HEALTH NEWS

Brain White Matter May Hold Clues to Autism, ADHD

Written by Dan Gray on September 13, 2017

Researchers say there may be a connection between abnormalities in the brain’s white matter and the severity of symptoms in autism and ADHD.

white matter and autism

There may be a link between white matter in the brain and autism.

Researchers at the New York University (NYU) School of Medicine have found a consistent connection between structural abnormalities in the brain’s white matter with the severity of symptoms in people with autism.

The study was published earlier this month in JAMA Psychiatry.

Researchers say these findings hold true in children with autism spectrum disorder (ASD) as well as, to some degree, in children with attention deficit hyperactivity disorder (ADHD) who have autistic traits.

According to the Centers for Disease Control and Prevention (CDC), one in 68 children has some degree of ASD.

The American Psychiatric Association estimates that 1 in 20 children have ADHD.

The dimensional approach

The study adds to the understanding of what the brain’s makeup can tell us about ASD and ADHD.

While the researchers hope to provide clinicians and researchers with further insights, the senior author of the study cautions that there’s still work to be done in understanding these tricky conditions.

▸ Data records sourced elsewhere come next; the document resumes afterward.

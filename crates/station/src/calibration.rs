//! Transfer functions from filtered channel voltage to physical units.
//!
//! Every function here is pure and total: undefined or sentinel inputs map
//! to the quantity's rest value (0) instead of an error, so a bad probe can
//! never push garbage into the automation rules.

use aquamon_sensors::DISCONNECTED_C;
use serde::{Deserialize, Serialize};

use crate::channel::ChannelReadings;
use crate::error::StationError;

/// Dissolved-oxygen saturation in mg/L at 0..=40 °C, one entry per degree.
const OXYGEN_SATURATION_MG_L: [f64; 41] = [
    14.46, 14.22, 13.82, 13.44, 13.09, 12.74, 12.42, 12.11, 11.81, 11.53, 11.26, 11.01, 10.77,
    10.53, 10.30, 10.08, 9.86, 9.66, 9.46, 9.27, 9.08, 8.90, 8.73, 8.57, 8.41, 8.25, 8.11, 7.96,
    7.82, 7.69, 7.56, 7.43, 7.30, 7.18, 7.07, 6.95, 6.84, 6.73, 6.63, 6.53, 6.41,
];

/// Galvanic probe output shift per °C away from the calibration point.
const OXYGEN_MV_PER_C: f64 = 35.0;

/// Per-device calibration constants.
#[derive(Debug, Clone, Copy, PartialEq, Serialize, Deserialize)]
#[serde(default)]
pub struct Calibration {
    pub ph_slope: f64,
    pub ph_intercept: f64,
    /// Voltage at or below which the water reads as maximally turbid.
    pub turbidity_dirty_v: f64,
    /// Voltage at or above which the water reads as perfectly clear.
    pub turbidity_clear_v: f64,
    pub ntu_max: f64,
    /// Probe output in saturated water at `oxygen_cal_temp_c`.
    pub oxygen_cal_mv: f64,
    pub oxygen_cal_temp_c: f64,
}

impl Default for Calibration {
    fn default() -> Self {
        Self {
            ph_slope: -5.70,
            ph_intercept: 21.34,
            turbidity_dirty_v: 0.0,
            turbidity_clear_v: 1.53,
            ntu_max: 100.0,
            oxygen_cal_mv: 1600.0,
            oxygen_cal_temp_c: 25.0,
        }
    }
}

/// The four physical readings committed once per commit tick.
#[derive(Debug, Clone, Copy, Default, PartialEq, Serialize)]
pub struct CalibratedSample {
    pub ph: f64,
    pub turbidity: f64,
    pub oxygen: f64,
    pub temperature: f64,
}

impl Calibration {
    /// Calibrate one set of channel readings against the current probe
    /// temperature.
    pub fn sample(&self, readings: &ChannelReadings, temperature_c: f64) -> CalibratedSample {
        CalibratedSample {
            ph: ph(readings.ph.voltage, self.ph_slope, self.ph_intercept),
            turbidity: turbidity(
                readings.turbidity.voltage,
                self.turbidity_dirty_v,
                self.turbidity_clear_v,
                self.ntu_max,
            ),
            oxygen: dissolved_oxygen(
                readings.oxygen.voltage,
                temperature_c,
                self.oxygen_cal_mv,
                self.oxygen_cal_temp_c,
            ),
            temperature: temperature_c,
        }
    }
}

pub fn ph(voltage: f64, slope: f64, intercept: f64) -> f64 {
    slope * voltage + intercept
}

/// Inverse linear map of the clamped voltage onto `[0, ntu_max]`.
pub fn turbidity(voltage: f64, dirty_v: f64, clear_v: f64, ntu_max: f64) -> f64 {
    if clear_v <= dirty_v {
        return 0.0;
    }
    let v = voltage.clamp(dirty_v, clear_v);
    let ntu = ntu_max * (clear_v - v) / (clear_v - dirty_v);
    ntu.clamp(0.0, ntu_max)
}

/// Saturation concentration at a whole-degree index, 0..=40 °C.
pub fn oxygen_saturation(index_c: usize) -> f64 {
    OXYGEN_SATURATION_MG_L[index_c.min(OXYGEN_SATURATION_MG_L.len() - 1)]
}

/// Single-point temperature-compensated dissolved oxygen in mg/L.
pub fn dissolved_oxygen(voltage: f64, temperature_c: f64, cal_mv: f64, cal_temp_c: f64) -> f64 {
    let index = if temperature_c.is_nan() {
        0
    } else {
        temperature_c.clamp(0.0, 40.0).round() as usize
    };
    let saturation_mv = cal_mv + OXYGEN_MV_PER_C * (index as f64 - cal_temp_c);
    if saturation_mv <= 0.0 {
        return 0.0;
    }
    voltage * 1000.0 * oxygen_saturation(index) / saturation_mv
}

/// Validate a raw probe reading.
pub fn probe_temperature(raw_c: f32) -> Result<f64, StationError> {
    if raw_c == DISCONNECTED_C || !raw_c.is_finite() {
        return Err(StationError::SensorDisconnected);
    }
    Ok(f64::from(raw_c))
}

/// Probe reading in °C, with the disconnected sentinel mapped to 0.
pub fn temperature(raw_c: f32) -> f64 {
    probe_temperature(raw_c).unwrap_or(0.0)
}

// ===========================================================================
// Tests
// ===========================================================================

#[cfg(test)]
mod tests {
    use super::*;
    use crate::channel::Reading;
    use proptest::prelude::*;

    const CLEAR: f64 = 1.53;

    // -- pH --------------------------------------------------------------

    #[test]
    fn ph_linear_fit() {
        let cal = Calibration::default();
        assert!((ph(2.5, cal.ph_slope, cal.ph_intercept) - 7.09).abs() < 1e-9);
        assert!((ph(0.0, cal.ph_slope, cal.ph_intercept) - 21.34).abs() < 1e-9);
    }

    // -- Turbidity -------------------------------------------------------

    #[test]
    fn turbidity_endpoints() {
        assert_eq!(turbidity(0.0, 0.0, CLEAR, 100.0), 100.0);
        assert_eq!(turbidity(-0.5, 0.0, CLEAR, 100.0), 100.0);
        assert_eq!(turbidity(CLEAR, 0.0, CLEAR, 100.0), 0.0);
        assert_eq!(turbidity(3.3, 0.0, CLEAR, 100.0), 0.0);
    }

    #[test]
    fn turbidity_midpoint() {
        let ntu = turbidity(CLEAR / 2.0, 0.0, CLEAR, 100.0);
        assert!((ntu - 50.0).abs() < 1e-9, "got {ntu}");
    }

    #[test]
    fn turbidity_degenerate_bounds_read_zero() {
        assert_eq!(turbidity(1.0, 1.5, 1.5, 100.0), 0.0);
    }

    // -- Dissolved oxygen ------------------------------------------------

    #[test]
    fn oxygen_at_calibration_point_equals_table() {
        let mg_l = dissolved_oxygen(1.6, 25.0, 1600.0, 25.0);
        assert!((mg_l - 8.25).abs() < 1e-9, "got {mg_l}");
    }

    #[test]
    fn oxygen_compensates_for_temperature() {
        // At 20 °C the saturation voltage is 1600 - 5*35 = 1425 mV.
        let mg_l = dissolved_oxygen(1.425, 20.0, 1600.0, 25.0);
        assert!((mg_l - 9.08).abs() < 1e-9, "got {mg_l}");
    }

    #[test]
    fn oxygen_temperature_is_clamped_into_table() {
        let hot = dissolved_oxygen(1.0, 80.0, 1600.0, 25.0);
        let at_40 = dissolved_oxygen(1.0, 40.0, 1600.0, 25.0);
        assert_eq!(hot, at_40);
        let cold = dissolved_oxygen(1.0, -5.0, 1600.0, 25.0);
        let at_0 = dissolved_oxygen(1.0, 0.0, 1600.0, 25.0);
        assert_eq!(cold, at_0);
    }

    #[test]
    fn oxygen_non_positive_saturation_reads_zero() {
        assert_eq!(dissolved_oxygen(1.0, 0.0, 100.0, 25.0), 0.0);
    }

    #[test]
    fn oxygen_table_is_monotonic() {
        for t in 1..=40 {
            assert!(oxygen_saturation(t) < oxygen_saturation(t - 1));
        }
        assert_eq!(oxygen_saturation(99), oxygen_saturation(40));
    }

    // -- Temperature -----------------------------------------------------

    #[test]
    fn temperature_passthrough() {
        assert_eq!(temperature(23.5), 23.5);
        assert_eq!(temperature(-4.0), -4.0);
    }

    #[test]
    fn disconnected_probe_maps_to_zero() {
        assert_eq!(temperature(DISCONNECTED_C), 0.0);
        assert_eq!(temperature(f32::NAN), 0.0);
        assert_eq!(
            probe_temperature(DISCONNECTED_C),
            Err(StationError::SensorDisconnected)
        );
    }

    // -- Whole sample ----------------------------------------------------

    #[test]
    fn sample_combines_all_channels() {
        let readings = ChannelReadings {
            ph: Reading {
                voltage: 2.5,
                percent: 0.0,
            },
            turbidity: Reading {
                voltage: CLEAR,
                percent: 0.0,
            },
            oxygen: Reading {
                voltage: 1.6,
                percent: 0.0,
            },
            potentiometer: Reading::default(),
        };
        let s = Calibration::default().sample(&readings, 25.0);
        assert!((s.ph - 7.09).abs() < 1e-9);
        assert_eq!(s.turbidity, 0.0);
        assert!((s.oxygen - 8.25).abs() < 1e-9);
        assert_eq!(s.temperature, 25.0);
    }

    proptest! {
        #[test]
        fn turbidity_is_bounded_and_non_increasing(a in -1.0f64..4.0, b in -1.0f64..4.0) {
            let (lo, hi) = if a <= b { (a, b) } else { (b, a) };
            let t_lo = turbidity(lo, 0.0, CLEAR, 100.0);
            let t_hi = turbidity(hi, 0.0, CLEAR, 100.0);
            prop_assert!((0.0..=100.0).contains(&t_lo));
            prop_assert!((0.0..=100.0).contains(&t_hi));
            prop_assert!(t_hi <= t_lo);
        }
    }
}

“It’s been quite recently accepted that many kids with an autism diagnosis may have behavioral symptoms similar to ADHD,” Dr. Adriana Di Martino, the study’s senior author and an associate professor in the Department of Child and Adolescent Psychiatry at NYU School of Medicine, told Healthline.

“It’s less recognized, and it’s only starting to emerge now, that children with ADHD may have qualitative impairments similar to autism,” she added. “There’s been a movement initiated by the National Institute of Mental Health (NIMH) stressing the importance of dimensional approaches. It’s called the RDoC, the Research Domain Criteria, which emphasizes the importance of looking at dimensions, whether they’re psychopathological markers or symptoms or cognitive traits, that track across diagnoses.”

Simply put, this dimensional approach places a strong emphasis on understanding the shades of gray, rather than the black and white, of a diagnosis.

RDoC looks at the degree to which a person shows traits, and seeks to understand how related psychological characteristics present themselves in people with these conditions.

Researchers in the NYU study examined white matter nerve bundles in the brain, finding a strong link between structural issues in the white matter and symptom severity.

This was most apparent in the corpus callosum, the region that connects and enables communication between the left and right cerebral hemispheres of the brain.

In all, the brains of 174 children were examined. Of them, 69 had a diagnosis of ASD, 55 had an ADHD diagnosis, and 50 were developing typically.

A complex puzzle

Both ASD and ADHD are notoriously difficult for clinicians, researchers, and parents to fully understand because different people exhibit different traits.

To that end, Di Martino and her team at NYU hope to build on their findings so these connections can be more thoroughly understood.

“From a clinical perspective, it would be very helpful to better inform clinicians,” she said. “The term ‘autistic traits’ encompasses numerous areas of impairment. It could entail specific social language impairments, or social reciprocity difficulties, or even sensory processing abnormalities. What we have been able to do so far is look at the overall picture, but we don’t know which of these aspects are driving these relationships.”

The research suggests that there are shared disease mechanisms across ASD and ADHD diagnoses, creating the possibility of better and more accurate diagnostic tests in the future.

But more research is needed.

Di Martino say it’s important that future studies have a deep phenotyping of large samples with multiple diagnoses to help build a better understanding.

“This would help clinicians when they are evaluating a child who comes in with concerns about one or the other disorder to figure out what comes first,” she said. “Trying to dissect what aspects are driving these impairments would be helpful.”

Researchers also continue to see value in the dimensional approach to clinical diagnosis, but this is just part of the picture.

“We’re looking at the severity, the symptoms, the continuum, and the degree of the severity,” said Di Martino. “But it’s hard to assume that it’s just about dimensions. The RDoC is encouraging researchers and clinicians alike to think in a diagnostic way, and this is really important. It has implications for the clinical approaches, and it has implications for future discoveries.”

While the NYU researchers have uncovered some intriguing possibilities, Di Martino noted that the study has not been confirmed, that there are common developmental pathways between the two disorders.

“When I talk about kids with ADHD who have qualitative impairments similar to those observed in autism, I’m still talking about 20 to 30 percent of the kids with ADHD,” she explained. “It’s important to know this because many kids with ADHD may have social difficulties. In fact, 70 to 80 percent are known to have social difficulties. But not all social difficulties observed in kids with ADHD are qualitatively similar to those observed in kids with autism. But that 20 to 30 percent may need to be recognized, observed, and treated differently. We don’t know yet. But this type of effort, and the questions we’re asking, will hopefully get others asking those questions as well.”